The Promise of Being Seen in Writing
Chantaie Allick
February 13, 2020
I hope this mentorship will provide me with some much-needed perspective on my work and help elevate the novel to a point where it’s ready for publication and will have real impact for women who read it.
The characters and story were born out of a simple thought in the early days of dealing with a mental health diagnosis in my family. It stayed with me and weaved into a story about grief and mental illness until one day I had to sit down and write. After a few months of finding time before and after work, I took three weeks off, drove around the east coast and wrote the bulk of the first draft.
My most identifiable writing process is, I have to outline. The completed work very rarely resembles the outline, but it gives me a place to start and a reference on those days where I’m not sure where the story goes next. I also write scenes and ideas as they come to me; some of them make it into the final piece but many also do not—they just give me a bit of context about characters that help me understand and convey their motivations.
If I could have an author write my novel, I’d choose Zadie Smith. I’d love for it to be Chimamanda Ngozi Adiche, for the poetry of her style, but I think Smith would capture the raw elements of my childhood experiences in a way that would properly reflect the person I have become and am becoming.
In a perfect world of which I was the ruler of all, a writer’s life would be free. They’d have patrons so the pressure to publish would be motivated by getting the story into the world and not attached in any way to survival and the need to produce for the sake of paying your bills. There would be specific writer communities in places all over the world, where writers can visit for extended periods (months and years) to work and collaborate on a regular basis with others in the communities.

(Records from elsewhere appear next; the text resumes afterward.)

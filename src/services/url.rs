/// Builds links to pages of the public site
#[derive(Debug, Clone)]
pub struct UrlService {
    base_url: String,
}

impl UrlService {
    pub fn new(base_url: impl Into<String>) -> Self {
        let base_url = base_url.into().trim_end_matches('/').to_string();
        Self { base_url }
    }

    /// Fully qualified link to a project's page
    pub fn project_url(&self, project_id: i32) -> String {
        format!("{}/project/view/{}", self.base_url, project_id)
    }
}
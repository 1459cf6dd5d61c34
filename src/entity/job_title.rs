use sea_orm::entity::prelude::*;
use serde::{Deserialize, Serialize};

#[derive(Clone, Debug, PartialEq, Eq, DeriveEntityModel, Serialize, Deserialize)]
#[sea_orm(table_name = "job_titles")]
pub struct Model {
    #[sea_orm(primary_key)]
    pub id: i32,
    pub name: String,
    pub display_order: i32,
}

#[derive(Copy, Clone, Debug, EnumIter, DeriveRelation)]
pub enum Relation {
    #[sea_orm(has_many = "super::project::Entity")]
    Projects,
}

impl Related<super::project::Entity> for Entity {
    fn to() -> RelationDef {
        Relation::Projects.def()
    }
}

impl ActiveModelBehavior for ActiveModel {}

I hope to be a published author in ten years with more than one award-winning novel in the world and space in my life carved out to focus on writing and creative exploration. I’d love to be at a point in my craft where I can also teach others and share what I’ve learned. I pray that I’ll be able to look at the publishing industry and see it reflect a more diverse array of voices, experiences and backgrounds. The low in getting there would likely be the (current) and ongoing struggle to find the right agent and the high would be talking to a reader who felt seen by and reflected in my portrayal of a character.